The White House celebrated economic growth numbers for the third quarter released on Thursday, even as Joseph R. Biden Jr.’s presidential campaign sought to throw cold water on the report — the last major data release leading up to the Nov. 3 election — and warned that the economic recovery was losing steam.

The economy grew at a record pace last quarter, but the upswing was a partial bounce-back after an enormous decline and left the economy smaller than it was before the pandemic. The White House took no notice of those glum caveats.

“This record economic growth is absolute validation of President Trump’s policies, which create jobs and opportunities for Americans in every corner of the country,” Mr. Trump’s re-election campaign said in a statement, highlighting a rebound of 33.1 percent at an annualized rate. Mr. Trump heralded the data on Twitter, posting that he was “so glad” that the number had come out before Election Day.

The annualized rate that the White House emphasized extrapolates growth numbers as if the current pace held up for a year, and risks overstating big swings. Because the economy’s growth has been so volatile amid the pandemic, economists have urged focusing on quarterly numbers.
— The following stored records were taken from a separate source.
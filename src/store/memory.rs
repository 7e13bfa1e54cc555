//! In-memory robot and planet store

use ahash::{AHashMap, AHashSet};

use crate::core::types::{PlanetId, RobotId};
use crate::planet::Planet;
use crate::robot::state::Robot;
use crate::store::{PlanetRepository, RobotRepository};

/// Robots and planets held in process memory
///
/// Queries return robots ordered by id so that seeded runs are repeatable.
#[derive(Debug, Default)]
pub struct InMemoryStore {
    robots: AHashMap<RobotId, Robot>,
    planets: AHashMap<PlanetId, Planet>,
}

impl InMemoryStore {
    pub fn new() -> Self {
        Self::default()
    }

    pub fn robot_count(&self) -> usize {
        self.robots.len()
    }

    /// Every stored robot, ordered by id
    pub fn all_robots(&self) -> Vec<Robot> {
        let mut robots: Vec<Robot> = self.robots.values().cloned().collect();
        robots.sort_by_key(|r| r.id().0);
        robots
    }

    pub fn all_planets(&self) -> Vec<Planet> {
        let mut planets: Vec<Planet> = self.planets.values().cloned().collect();
        planets.sort_by_key(|p| p.id.0);
        planets
    }
}

impl RobotRepository for InMemoryStore {
    fn find(&self, id: RobotId) -> Option<Robot> {
        self.robots.get(&id).cloned()
    }

    fn save(&mut self, robot: Robot) {
        self.robots.insert(robot.id(), robot);
    }

    fn on_planet(&self, planet: PlanetId) -> Vec<Robot> {
        let mut robots: Vec<Robot> = self
            .robots
            .values()
            .filter(|r| r.planet() == planet)
            .cloned()
            .collect();
        robots.sort_by_key(|r| r.id().0);
        robots
    }

    fn planets_with_dead(&self) -> Vec<PlanetId> {
        let planets: AHashSet<PlanetId> = self
            .robots
            .values()
            .filter(|r| !r.is_alive())
            .map(|r| r.planet())
            .collect();
        let mut planets: Vec<PlanetId> = planets.into_iter().collect();
        planets.sort_by_key(|p| p.0);
        planets
    }

    fn commit_planet(&mut self, survivors: Vec<Robot>, deleted: &[RobotId]) {
        for id in deleted {
            // The robot's inventory is dropped with it
            self.robots.remove(id);
        }
        self.save_all(survivors);
    }
}

impl PlanetRepository for InMemoryStore {
    fn find_planet(&self, id: PlanetId) -> Option<Planet> {
        self.planets.get(&id).cloned()
    }

    fn save_planet(&mut self, planet: Planet) {
        self.planets.insert(planet.id, planet);
    }

    fn blocked_planets(&self) -> Vec<Planet> {
        self.planets.values().filter(|p| p.blocked).cloned().collect()
    }
}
Those showed a 7.4 percent gain in the third quarter. That rebound, by far the biggest since reliable statistics began after World War II, still leaves the economy short of its pre-pandemic levels. The pace of recovery has also slowed, and now coronavirus cases are rising again across much of the United States, raising the prospect of further pullback.

“The recovery is stalling out, thanks to Trump’s refusal to have a serious plan to deal with Covid or to pass a new economic relief plan for workers, small businesses and communities,” Mr. Biden’s campaign said in a release ahead of Thursday’s report. The rebound was widely expected, and the campaign characterized it as “a partial return from a catastrophic hit.”

Economists have warned that the recovery could face serious roadblocks ahead. Temporary measures meant to shore up households and businesses — including unemployment insurance supplements and forgivable loans — have run dry. Swaths of the service sector remain shut down as the virus continues to spread, and job losses that were temporary are increasingly turning permanent.

“With coronavirus infections hitting a record high in recent days and any additional fiscal stimulus unlikely to arrive until, at the earliest, the start of next year, further progress will be much slower,” Paul Ashworth, chief United States economist at Capital Economics, wrote in a note following the report.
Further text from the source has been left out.